Carnosol inhibits MuRF1 expression. At confluence, myoblasts (M19) were induced to differentiate for 3 days, then, (A) carnosol (CO, 1 μg/mL) or (C) rosemary leaf extract (RLE, 2 μg/mL or 15 μg/mL), carnosic acid (CA, 1 μg/mL) were added or not (CTRL) to the cultures for 48 h. Myotube protein extracts were then analyzed by Western blotting with (A) anti-MAFbx, -MuRF2 and -MuRF1 antibodies and (C) anti-MuRF1 antibodies. Revert^® total protein stain was used as internal loading control.

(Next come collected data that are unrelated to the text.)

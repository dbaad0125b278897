use std::collections::BTreeMap;
use std::time::{SystemTime, UNIX_EPOCH};

use serde::{Serialize, Serializer};

use crate::error::{Result, SchemaError};

/// Field names for channels without a schema.
pub const RAW_FIELDS: [&str; 7] = ["v1", "v2", "v3", "v4", "v5", "v6", "v7"];

/// Canonical cache key for a channel id: `0x` plus upper-case hex digits.
///
/// ```
/// assert_eq!(telelink_schema::channel_key(0x640), "0x640");
/// assert_eq!(telelink_schema::channel_key(0x6ff), "0x6FF");
/// ```
pub fn channel_key(id: u16) -> String {
    format!("{id:#X}")
}

/// Parse a channel key (`0x640`, `0X6ff`) or a decimal id (`1600`).
pub fn parse_channel_key(key: &str) -> Result<u16> {
    let trimmed = key.trim();
    let parsed = match trimmed
        .strip_prefix("0x")
        .or_else(|| trimmed.strip_prefix("0X"))
    {
        Some(hex) => u16::from_str_radix(hex, 16),
        None => trimmed.parse::<u16>(),
    };
    parsed.map_err(|_| SchemaError::InvalidChannelKey(key.to_string()))
}

/// Named field values for one channel, derived from one frame.
#[derive(Debug, Clone, PartialEq, Serialize)]
pub struct SemanticSample {
    pub channel_key: String,
    /// Display name from the channel table; `None` for unknown channels.
    #[serde(skip_serializing_if = "Option::is_none")]
    pub channel_name: Option<&'static str>,
    pub fields: BTreeMap<&'static str, f32>,
    /// Sequence of the frame that produced this sample, when the layout carries one.
    #[serde(skip_serializing_if = "Option::is_none")]
    pub sequence: Option<u16>,
    #[serde(serialize_with = "unix_millis")]
    pub derived_at: SystemTime,
}

impl SemanticSample {
    pub fn get(&self, field: &str) -> Option<f32> {
        self.fields.get(field).copied()
    }

    /// True when this sample came from a channel outside the table.
    pub fn is_raw(&self) -> bool {
        self.channel_name.is_none()
    }

    /// Milliseconds since the Unix epoch, saturating at zero for clocks set
    /// before 1970.
    pub fn derived_at_millis(&self) -> u64 {
        millis_since_epoch(self.derived_at)
    }
}

fn millis_since_epoch(at: SystemTime) -> u64 {
    at.duration_since(UNIX_EPOCH)
        .map(|d| u64::try_from(d.as_millis()).unwrap_or(u64::MAX))
        .unwrap_or(0)
}

fn unix_millis<S: Serializer>(
    at: &SystemTime,
    serializer: S,
) -> std::result::Result<S::Ok, S::Error> {
    serializer.serialize_u64(millis_since_epoch(*at))
}
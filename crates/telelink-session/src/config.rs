use std::time::Duration;

use serde::Serialize;
use telelink_frame::PayloadLayout;
use telelink_schema::MapperConfig;

/// Default evaluation cadence for link health.
pub const DEFAULT_HEALTH_INTERVAL: Duration = Duration::from_millis(500);
/// Default recency window: no valid frame for this long reads as STALE.
pub const DEFAULT_STALE_AFTER: Duration = Duration::from_millis(1500);

/// Thresholds for the link health classifier.
///
/// These are a tuning policy for the physical link, not a wire contract.
#[derive(Debug, Clone, PartialEq)]
pub struct HealthConfig {
    /// How often link health is re-evaluated. Default: 500 ms.
    pub interval: Duration,
    /// Time without a valid frame before the link reads STALE. Default: 1.5 s.
    pub stale_after: Duration,
    /// Number of past evaluations the failure rate is computed over. Default: 4.
    pub window_ticks: usize,
    /// Minimum validation failures in the window before BAD is possible. Default: 3.
    pub min_failures: u64,
    /// Failures as a share of validation outcomes at or above which the link
    /// reads BAD. Default: 0.5.
    pub bad_ratio: f64,
    /// Bytes skipped while hunting for a start marker, over the window,
    /// before noise alone can read BAD. Noise must also make up at least
    /// `bad_ratio` of the bytes seen (noise plus valid frames). Default: 256.
    pub min_noise_bytes: u64,
}

impl Default for HealthConfig {
    fn default() -> Self {
        Self {
            interval: DEFAULT_HEALTH_INTERVAL,
            stale_after: DEFAULT_STALE_AFTER,
            window_ticks: 4,
            min_failures: 3,
            bad_ratio: 0.5,
            min_noise_bytes: 256,
        }
    }
}

/// Labels attached to every published record.
#[derive(Debug, Clone, Default, PartialEq, Eq, Serialize)]
pub struct SessionMeta {
    #[serde(skip_serializing_if = "Option::is_none")]
    pub driver: Option<String>,
    #[serde(skip_serializing_if = "Option::is_none")]
    pub track: Option<String>,
}

impl SessionMeta {
    pub fn is_empty(&self) -> bool {
        self.driver.is_none() && self.track.is_none()
    }
}

/// Configuration for one reception session.
#[derive(Debug, Clone)]
pub struct SessionConfig {
    /// Payload layout the transmitters use. Default: NEW.
    pub layout: PayloadLayout,
    pub mapper: MapperConfig,
    pub health: HealthConfig,
    /// Whether samples from unknown channels reach sinks. They are cached
    /// either way. Default: true.
    pub publish_unknown: bool,
    /// Force the TEST badge for bench runs with synthetic data.
    pub diagnostic: bool,
    pub meta: SessionMeta,
}

impl Default for SessionConfig {
    fn default() -> Self {
        Self {
            layout: PayloadLayout::default(),
            mapper: MapperConfig::default(),
            health: HealthConfig::default(),
            publish_unknown: true,
            diagnostic: false,
            meta: SessionMeta::default(),
        }
    }
}

impl SessionConfig {
    pub fn with_layout(mut self, layout: PayloadLayout) -> Self {
        self.layout = layout;
        self
    }

    pub fn with_health(mut self, health: HealthConfig) -> Self {
        self.health = health;
        self
    }

    pub fn with_meta(mut self, meta: SessionMeta) -> Self {
        self.meta = meta;
        self
    }

    pub fn diagnostic(mut self, diagnostic: bool) -> Self {
        self.diagnostic = diagnostic;
        self
    }
}
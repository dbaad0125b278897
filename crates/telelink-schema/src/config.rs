/// Controls how records map onto channel schemas.
#[derive(Debug, Clone, Copy, PartialEq, Eq)]
pub struct MapperConfig {
    /// When true, `0x600` records read with the NEW layout use the power-bus
    /// schema; when false they are always read as the rear IMU.
    pub power_bus_on_new_format: bool,
    /// When true, channels with compatibility aliases also update the
    /// legacy-named keys older consumers read.
    pub compat_aliases: bool,
}

impl Default for MapperConfig {
    fn default() -> Self {
        Self {
            power_bus_on_new_format: true,
            compat_aliases: true,
        }
    }
}
use std::fs::{File, OpenOptions};
use std::io::BufWriter;
use std::path::{Path, PathBuf};
use std::time::Duration;

use clap::{Args, Subcommand};
use telelink_frame::PayloadLayout;
use telelink_session::{CancellationToken, HealthConfig, SessionConfig, SessionMeta};

use crate::exit::{io_error, CliError, CliResult, INTERNAL, USAGE};
use crate::output::OutputFormat;

pub mod encode;
pub mod listen;
pub mod replay;
pub mod simulate;
pub mod version;

#[derive(Subcommand, Debug)]
pub enum Command {
    /// Connect to a TCP serial bridge and print decoded samples.
    Listen(ListenArgs),
    /// Decode a captured byte stream and print the final cache.
    Replay(ReplayArgs),
    /// Emit synthetic frames for bench testing.
    Simulate(SimulateArgs),
    /// Build one frame and print it as hex.
    Encode(EncodeArgs),
    /// Show version information.
    Version(VersionArgs),
}

pub fn run(command: Command, format: OutputFormat) -> CliResult<i32> {
    match command {
        Command::Listen(args) => listen::run(args, format),
        Command::Replay(args) => replay::run(args, format),
        Command::Simulate(args) => simulate::run(args),
        Command::Encode(args) => encode::run(args, format),
        Command::Version(args) => version::run(args),
    }
}

/// Options shared by every command that runs a session.
#[derive(Args, Debug)]
pub struct SessionArgs {
    /// Payload layout used by the transmitters (new, legacy, auto).
    #[arg(long, env = "TELELINK_LAYOUT", default_value = "new")]
    pub layout: PayloadLayout,
    /// Time without a valid frame before the link reads STALE (e.g. 1500ms, 2s).
    #[arg(long, default_value = "1500ms")]
    pub stale_after: String,
    /// How often link health is re-evaluated (e.g. 500ms).
    #[arg(long, default_value = "500ms")]
    pub health_interval: String,
    /// Mark the link TEST regardless of statistics (synthetic data).
    #[arg(long)]
    pub diagnostic: bool,
    /// Do not update legacy-named channels from the power-bus channel.
    #[arg(long)]
    pub no_aliases: bool,
    /// Driver label attached to recorded samples.
    #[arg(long)]
    pub driver: Option<String>,
    /// Track label attached to recorded samples.
    #[arg(long)]
    pub track: Option<String>,
    /// Append every sample as a JSON line to this file.
    #[arg(long, value_name = "FILE")]
    pub record: Option<PathBuf>,
}

impl SessionArgs {
    pub fn to_config(&self) -> CliResult<SessionConfig> {
        let health = HealthConfig {
            interval: parse_duration(&self.health_interval)?,
            stale_after: parse_duration(&self.stale_after)?,
            ..HealthConfig::default()
        };
        let mut config = SessionConfig::default()
            .with_layout(self.layout)
            .with_health(health)
            .with_meta(self.meta())
            .diagnostic(self.diagnostic);
        config.mapper.compat_aliases = !self.no_aliases;
        Ok(config)
    }

    pub fn meta(&self) -> SessionMeta {
        SessionMeta {
            driver: self.driver.clone(),
            track: self.track.clone(),
        }
    }
}

#[derive(Args, Debug)]
pub struct ListenArgs {
    /// Bridge address, e.g. 192.168.4.1:4000.
    pub addr: String,
    /// Read timeout on the bridge socket (e.g. 200ms, 1s).
    #[arg(long, default_value = "200ms")]
    pub read_timeout: String,
    /// Exit after printing N samples.
    #[arg(long)]
    pub count: Option<usize>,
    #[command(flatten)]
    pub session: SessionArgs,
}

#[derive(Args, Debug)]
pub struct ReplayArgs {
    /// Capture file holding raw link bytes.
    pub file: PathBuf,
    #[command(flatten)]
    pub session: SessionArgs,
}

#[derive(Args, Debug)]
pub struct SimulateArgs {
    /// Number of frames to emit.
    #[arg(long, default_value = "90")]
    pub frames: u64,
    /// Payload layout to generate (auto generates new).
    #[arg(long, default_value = "new")]
    pub layout: PayloadLayout,
    /// Junk bytes inserted between frames, to exercise resynchronization.
    #[arg(long, default_value = "0")]
    pub noise: usize,
    /// Write to this file instead of stdout.
    #[arg(long, short = 'o', value_name = "FILE")]
    pub output: Option<PathBuf>,
}

#[derive(Args, Debug)]
pub struct EncodeArgs {
    /// Channel id, hex (0x640) or decimal.
    #[arg(long, short = 'c')]
    pub channel: String,
    /// Sequence number (new layout only).
    #[arg(long, default_value = "0")]
    pub seq: u16,
    /// Field values in wire order; up to seven, missing ones are zero.
    #[arg(long = "value", short = 'v', allow_negative_numbers = true)]
    pub values: Vec<f32>,
    /// Payload layout to encode with.
    #[arg(long, default_value = "new")]
    pub layout: PayloadLayout,
}

#[derive(Args, Debug)]
pub struct VersionArgs {
    /// Show extended build provenance.
    #[arg(long)]
    pub extended: bool,
}

pub fn parse_duration(input: &str) -> CliResult<Duration> {
    let input = input.trim();
    if input.is_empty() {
        return Err(CliError::new(USAGE, "duration must not be empty"));
    }

    let (number, unit) = if let Some(num) = input.strip_suffix("ms") {
        (num, "ms")
    } else if let Some(num) = input.strip_suffix('s') {
        (num, "s")
    } else {
        (input, "s")
    };

    let value: u64 = number
        .trim()
        .parse()
        .map_err(|_| CliError::new(USAGE, format!("invalid duration value: {input}")))?;

    if value == 0 {
        return Err(CliError::new(USAGE, "duration must be greater than zero"));
    }

    match unit {
        "ms" => Ok(Duration::from_millis(value)),
        "s" => Ok(Duration::from_secs(value)),
        _ => Err(CliError::new(
            USAGE,
            format!("unsupported duration unit: {unit}"),
        )),
    }
}

/// Cancel `token` on Ctrl-C.
pub fn install_ctrlc_handler(token: CancellationToken) -> CliResult<()> {
    ctrlc::set_handler(move || token.cancel()).map_err(|err| {
        CliError::new(INTERNAL, format!("signal handler setup failed: {err}"))
    })
}

/// Open `path` for appending JSON lines.
pub fn open_record(path: &Path) -> CliResult<BufWriter<File>> {
    let file = OpenOptions::new()
        .create(true)
        .append(true)
        .open(path)
        .map_err(|err| io_error(&format!("open {}", path.display()), err))?;
    Ok(BufWriter::new(file))
}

On the right, quantification of the Western blotting data; A.U., arbitrary units (i.e., the ratio of MAFbx, MuRF2 or MuRF1protein levels to the Revert^® stain level). (B) RT-qPCR analysis of MuRF1 gene expression in human myotubes incubated or not (CTRL) with 0.5, 1 or 2 μg/mL of carnosol (CO) for 24 h. (D,E) Myotubes transfected with siMuRF1 and analyzed by (D) Western blotting with anti-MuRF1 and -MuRF2 antibodies, and (E) by immunofluorescence with an anti-troponin T antibody to quantify the myotube area (in μm²); * p < 0.05, ** p < 0.01, *** p < 0.001. Data are the mean ± SD of three to seven replicates. M19, 19-year-old male donor.